ASSIGNED TASK -> Reprint every line of the data, keeping each character intact.

INPUT MATERIAL ->
***

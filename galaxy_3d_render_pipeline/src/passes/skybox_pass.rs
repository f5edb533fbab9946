/// Skybox pass, recorded only for cameras that clear to the skybox.

use crate::error::Galaxy3dResult;
use crate::camera::{Camera, ClearFlags};
use crate::passes::CameraTextures;
use crate::render_graph::RecordingScope;

pub struct SkyboxPass;

impl SkyboxPass {
    pub const NAME: &'static str = "Skybox";

    pub fn record<'a>(
        scope: &mut RecordingScope<'a>,
        camera: &'a Camera,
        textures: &CameraTextures,
    ) -> Galaxy3dResult<bool> {
        if camera.clear_flags() != ClearFlags::Skybox {
            return Ok(false);
        }

        scope.record(
            Self::NAME,
            |builder| {
                if let Some((color, depth)) = textures.attachments() {
                    builder.write(color)?;
                    builder.read(depth)?;
                }
                Ok(())
            },
            move |_, ctx| ctx.commands().draw_skybox(camera),
        )?;
        Ok(true)
    }
}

***

ANSWER AREA ->
filename galaxy_3d_render_pipeline/src/passes/skybox_pass.rs
repository f5edb533fbab9946
/// Skybox pass, recorded only for cameras that clear to the skybox.

use crate::error::Galaxy3dResult;
use crate::camera::{Camera, ClearFlags};
use crate::passes::CameraTextures;
use crate::render_graph::RecordingScope;

pub struct SkyboxPass;

impl SkyboxPass {
    pub const NAME: &'static str = "Skybox";

    pub fn record<'a>(
        scope: &mut RecordingScope<'a>,
        camera: &'a Camera,
        textures: &CameraTextures,
    ) -> Galaxy3dResult<bool> {
        if camera.clear_flags() != ClearFlags::Skybox {
            return Ok(false);
        }

        scope.record(
            Self::NAME,
            |builder| {
                if let Some((color, depth)) = textures.attachments() {
                    builder.write(color)?;
                    builder.read(depth)?;
                }
                Ok(())
            },
            move |_, ctx| ctx.commands().draw_skybox(camera),
        )?;
        Ok(true)
    }
}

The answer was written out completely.